In a college environment, it's common to deal with incredible stress from midterms, to homesickness, to the sheer identity crisis that comes with the self-discovery that is expected to accompany our degree-earning years.
The only outlet I found suitable for managing my own tension came from investing myself in local volunteering opportunities, most of which were surprisingly satisfying, equivocally un-volunteer-like, and left me ending up:
1. Sitting in a room surrounded by dogs.
I visited the Pet Alliance of Greater Orlando with my school's chapter of National Honor Society expecting to spend the day cleaning feces and scrubbing kennels, only to find that my responsibilities included playing with the dogs. Orientation began with the instructor releasing a therapy dog into the room, which not only broke the ice in a space full of awkward young adults, but also affected the volunteers in the same way our puppy pal would have done for patients. Pet Alliance invites everyone 16 or older to become invested in their animal rescue efforts by donating time to the shelter.
2. Hugging 50 children at once.
I began an anti-bullying group at a nearby elementary school and host biweekly meetings to discuss character traits and how to help others. I didn't expect over 50 students to show up on the first day, running to hug me in excitement. Even the smallest of people need to be reassured that their voice is not quieter than the rest.

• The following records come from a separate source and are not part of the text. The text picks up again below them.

use std::time::Duration;

use event_time::Event;
use reqwest::Client;
use serde::{de::DeserializeOwned, Deserialize, Serialize};
use serde_json::json;

use crate::error::{Error, Result};

const EVENT_FIELDS: &str = "id title date endDate startTime endTime location aboutEvent details \
    organizer contactDetails hostingOrganization photoUrls attachmentUrls owner createdAt updatedAt";

const PAGE_SIZE: u32 = 100;

/// Client for the hosted GraphQL event API.
pub struct Upstream {
    client: Client,
    endpoint: String,
    api_key: Option<String>,
}

#[derive(Serialize)]
struct Request<'a> {
    query: &'a str,
    variables: serde_json::Value,
}

#[derive(Deserialize)]
struct Response<T> {
    data: Option<T>,
    #[serde(default)]
    errors: Vec<GraphqlError>,
}

#[derive(Deserialize)]
struct GraphqlError {
    message: String,
}

#[derive(Deserialize)]
#[serde(rename_all = "camelCase")]
struct GetEvent {
    get_event: Option<Event>,
}

#[derive(Deserialize)]
#[serde(rename_all = "camelCase")]
struct ListEvents {
    list_events: Page,
}

#[derive(Deserialize)]
#[serde(rename_all = "camelCase")]
struct Page {
    #[serde(default)]
    items: Vec<Option<Event>>,
    next_token: Option<String>,
}

impl Upstream {
    pub fn new(endpoint: String, api_key: Option<String>) -> Result<Self> {
        let client = Client::builder()
            .timeout(Duration::from_secs(15))
            .build()?;

        Ok(Self {
            client,
            endpoint,
            api_key,
        })
    }

    pub async fn get_event(&self, id: &str) -> Result<Option<Event>> {
        let query = format!("query GetEvent($id: ID!) {{ getEvent(id: $id) {{ {EVENT_FIELDS} }} }}");
        let data: GetEvent = self.execute(&query, json!({ "id": id })).await?;
        Ok(data.get_event)
    }

    /// Fetches every event, following pagination tokens until exhausted.
    pub async fn list_events(&self) -> Result<Vec<Event>> {
        let query = format!(
            "query ListEvents($limit: Int, $nextToken: String) {{ \
             listEvents(limit: $limit, nextToken: $nextToken) {{ items {{ {EVENT_FIELDS} }} nextToken }} }}"
        );

        let mut events = Vec::new();
        let mut next_token: Option<String> = None;

        loop {
            let variables = json!({ "limit": PAGE_SIZE, "nextToken": next_token });
            let data: ListEvents = self.execute(&query, variables).await?;

            events.extend(data.list_events.items.into_iter().flatten());

            match data.list_events.next_token {
                Some(token) if !token.is_empty() => next_token = Some(token),
                _ => break,
            }
        }

        events.sort_by(|a, b| a.date.cmp(&b.date).then_with(|| a.title.cmp(&b.title)));
        tracing::debug!(count = events.len(), "listed events");

        Ok(events)
    }

    async fn execute<T: DeserializeOwned>(
        &self,
        query: &str,
        variables: serde_json::Value,
    ) -> Result<T> {
        let mut request = self
            .client
            .post(&self.endpoint)
            .json(&Request { query, variables });

        if let Some(api_key) = &self.api_key {
            request = request.header("x-api-key", api_key);
        }

        let response = request.send().await?;
        let status = response.status();
        if !status.is_success() {
            return Err(Error::Status(status.as_u16()));
        }

        let body: Response<T> = response.json().await?;

        if !body.errors.is_empty() {
            let messages = body
                .errors
                .into_iter()
                .map(|error| error.message)
                .collect::<Vec<_>>();
            return Err(Error::Graphql(messages.join("; ")));
        }

        body.data
            .ok_or_else(|| Error::Graphql("response carried no data".to_string()))
    }
}

#[cfg(test)]
mod tests {
    use mockito::Matcher;

    use super::*;

    const RALLY: &str = r#"{
        "id": "e1",
        "title": "Rally",
        "date": "2026-08-08",
        "startTime": "2:00 PM",
        "endTime": "4:00 PM",
        "location": "Honolulu",
        "organizer": "HRP",
        "photoUrls": [],
        "attachmentUrls": []
    }"#;

    #[test_log::test(tokio::test)]
    async fn fetches_single_event() {
        let mut server = mockito::Server::new_async().await;
        let mock = server
            .mock("POST", "/graphql")
            .match_header("x-api-key", "da2-key")
            .match_body(Matcher::PartialJson(json!({ "variables": { "id": "e1" } })))
            .with_status(200)
            .with_header("content-type", "application/json")
            .with_body(format!(r#"{{"data":{{"getEvent":{RALLY}}}}}"#))
            .create_async()
            .await;

        let upstream =
            Upstream::new(format!("{}/graphql", server.url()), Some("da2-key".into())).unwrap();
        let event = upstream.get_event("e1").await.unwrap().unwrap();

        assert_eq!(event.title, "Rally");
        assert_eq!(event.start_time.as_deref(), Some("2:00 PM"));
        mock.assert_async().await;
    }

    #[tokio::test]
    async fn missing_event_is_none() {
        let mut server = mockito::Server::new_async().await;
        server
            .mock("POST", "/graphql")
            .with_status(200)
            .with_body(r#"{"data":{"getEvent":null}}"#)
            .create_async()
            .await;

        let upstream = Upstream::new(format!("{}/graphql", server.url()), None).unwrap();

        assert!(upstream.get_event("gone").await.unwrap().is_none());
    }

    #[tokio::test]
    async fn graphql_errors_are_reported() {
        let mut server = mockito::Server::new_async().await;
        server
            .mock("POST", "/graphql")
            .with_status(200)
            .with_body(r#"{"data":null,"errors":[{"message":"Unauthorized"},{"message":"Try again"}]}"#)
            .create_async()
            .await;

        let upstream = Upstream::new(format!("{}/graphql", server.url()), None).unwrap();
        let err = upstream.get_event("e1").await.unwrap_err();

        assert!(matches!(err, Error::Graphql(ref message) if message == "Unauthorized; Try again"));
    }

    #[tokio::test]
    async fn http_failures_are_reported() {
        let mut server = mockito::Server::new_async().await;
        server
            .mock("POST", "/graphql")
            .with_status(503)
            .create_async()
            .await;

        let upstream = Upstream::new(format!("{}/graphql", server.url()), None).unwrap();

        assert!(matches!(
            upstream.list_events().await,
            Err(Error::Status(503))
        ));
    }

    #[tokio::test]
    async fn follows_pagination() {
        let mut server = mockito::Server::new_async().await;
        let first = server
            .mock("POST", "/graphql")
            .match_body(Matcher::PartialJson(json!({ "variables": { "nextToken": null } })))
            .with_status(200)
            .with_body(format!(
                r#"{{"data":{{"listEvents":{{"items":[{RALLY}],"nextToken":"page-2"}}}}}}"#
            ))
            .create_async()
            .await;
        let second = server
            .mock("POST", "/graphql")
            .match_body(Matcher::PartialJson(json!({ "variables": { "nextToken": "page-2" } })))
            .with_status(200)
            .with_body(
                r#"{"data":{"listEvents":{"items":[
                    {"id":"e0","title":"Caucus","date":"2026-03-01"},
                    null
                ],"nextToken":null}}}"#,
            )
            .create_async()
            .await;

        let upstream = Upstream::new(format!("{}/graphql", server.url()), None).unwrap();
        let events = upstream.list_events().await.unwrap();

        let ids = events.iter().map(|event| event.id.as_str()).collect::<Vec<_>>();
        assert_eq!(ids, ["e0", "e1"]);
        first.assert_async().await;
        second.assert_async().await;
    }
}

3. Rolling in piles of colored powder.
The Color Vibe 5K in Orlando is promoted as a unique way for runners to enjoy sprinting their way through three miles, with "color stations" marked along the race route where they are doused in colored powder that clings to their clothing. I opted to offer my services as a volunteer instead, which ended with our supervisors encouraging us to make powdery angels in the coated parking lot after the event. Unlike the racers, you're able to enjoy the same perks for free, and instructed to throw things at other people. It's a definite win-win situation for volunteers.
4. Wearing a ballgown and tiara.
For the past two years, I've volunteered for the annual Christmas for the Kids event that takes place in Kissimmee, Fla., where families in need are provided with a holiday celebration as a reminder that they are just as integral to the community. I travel with the company I work for to the event, where I attend as a fairytale princess that greets children on their journey to visit Santa. Anyone with a talent and a potential to make kids smile is urged to register as a volunteer. You'll make the following Christmas the best one yet for those deserving of a little extra love.
5. Meeting the producer of Broadway's "Beauty and the Beast".
The Dr. Phillips Center Teen Ambassador Program in Downtown Orlando challenges teenagers to give their time to monthly meetings concerning arts education and business standards while also promoting upcoming shows and events. At one of our more recent gatherings, guest speaker and theatrical producer of "Beauty and the Beast", Stuart Oken, offered his advice for students looking to the performing arts industry as a future career. The Dr. Phillips Center accepts applications for the program annually prior to the beginning of each school year.
In Central Florida alone, there are a plethora of opportunities for the future generation to invest their time in the prosperity of others. And sometimes, it's easy to forget that benefiting someone else's welfare can result in unearthing sources of your own happiness.